Data items:
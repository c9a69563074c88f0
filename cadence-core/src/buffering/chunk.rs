//! Typed audio chunk queued for playback.

use crate::audio::silence::is_digital_silence;

/// A contiguous block of mono PCM samples at the device sample rate.
///
/// Built on the control side (where allocation is allowed) and moved into the
/// render engine, which owns it until every sample has been played.
#[derive(Debug, Clone)]
pub struct AudioChunk {
    samples: Vec<f32>,
    is_silence: bool,
}

impl AudioChunk {
    /// Wrap `samples` and classify them once.
    pub fn new(samples: Vec<f32>) -> Self {
        let is_silence = is_digital_silence(&samples);
        Self {
            samples,
            is_silence,
        }
    }

    /// Mono f32 samples in [-1.0, 1.0].
    pub fn samples(&self) -> &[f32] {
        &self.samples
    }

    pub fn len(&self) -> usize {
        self.samples.len()
    }

    /// Returns true if the chunk contains no samples.
    pub fn is_empty(&self) -> bool {
        self.samples.is_empty()
    }

    /// Whether every sample is digital silence.
    pub fn is_silence(&self) -> bool {
        self.is_silence
    }
}

impl From<Vec<f32>> for AudioChunk {
    fn from(samples: Vec<f32>) -> Self {
        Self::new(samples)
    }
}

#[cfg(test)]
mod tests {
    use super::*;

    #[test]
    fn classifies_on_construction() {
        assert!(AudioChunk::new(vec![0.0; 40]).is_silence());
        assert!(!AudioChunk::new(vec![0.0, 0.3, 0.0]).is_silence());
    }

    #[test]
    fn zero_length_chunk_is_silent_and_empty() {
        let chunk = AudioChunk::new(Vec::new());
        assert!(chunk.is_empty());
        assert!(chunk.is_silence());
        assert_eq!(chunk.len(), 0);
    }
}
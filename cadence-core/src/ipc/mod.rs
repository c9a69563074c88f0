//! Channel plumbing between the control thread and the render engine.
//!
//! | Direction | Channel | Engine side |
//! |-----------|---------|-------------|
//! | control → engine | unbounded | `try_recv`, drained at the top of every block |
//! | engine → control | bounded | `try_send`, a full channel drops the event |
//!
//! Neither end of the engine side ever blocks or allocates.

pub mod messages;

use crossbeam_channel::{bounded, unbounded, Receiver, Sender};

use messages::{ControlMessage, EngineEvent};

/// Channel ends held by the control thread.
#[derive(Debug, Clone)]
pub struct ControlEndpoint {
    pub commands: Sender<ControlMessage>,
    pub events: Receiver<EngineEvent>,
}

/// Channel ends held by the render engine.
#[derive(Debug)]
pub struct EngineEndpoint {
    pub commands: Receiver<ControlMessage>,
    pub events: Sender<EngineEvent>,
}

/// Create both directions. `event_capacity` bounds undelivered engine events.
pub fn create_channels(event_capacity: usize) -> (ControlEndpoint, EngineEndpoint) {
    let (command_tx, command_rx) = unbounded();
    let (event_tx, event_rx) = bounded(event_capacity.max(1));
    (
        ControlEndpoint {
            commands: command_tx,
            events: event_rx,
        },
        EngineEndpoint {
            commands: command_rx,
            events: event_tx,
        },
    )
}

### Exercise instructions
Exact copies of the line containing "the event |" and of every line after it through the end of the entries are all that should be output.

### Response below
//! | engine → control | bounded | `try_send`, a full channel drops the event |
//!
//! Neither end of the engine side ever blocks or allocates.

pub mod messages;

use crossbeam_channel::{bounded, unbounded, Receiver, Sender};

use messages::{ControlMessage, EngineEvent};

/// Channel ends held by the control thread.
#[derive(Debug, Clone)]
pub struct ControlEndpoint {
    pub commands: Sender<ControlMessage>,
    pub events: Receiver<EngineEvent>,
}

/// Channel ends held by the render engine.
#[derive(Debug)]
pub struct EngineEndpoint {
    pub commands: Receiver<ControlMessage>,
    pub events: Sender<EngineEvent>,
}

/// Create both directions. `event_capacity` bounds undelivered engine events.
pub fn create_channels(event_capacity: usize) -> (ControlEndpoint, EngineEndpoint) {
    let (command_tx, command_rx) = unbounded();
    let (event_tx, event_rx) = bounded(event_capacity.max(1));
    (
        ControlEndpoint {
            commands: command_tx,
            events: event_rx,
        },
        EngineEndpoint {
            commands: command_rx,
            events: event_tx,
        },
    )
}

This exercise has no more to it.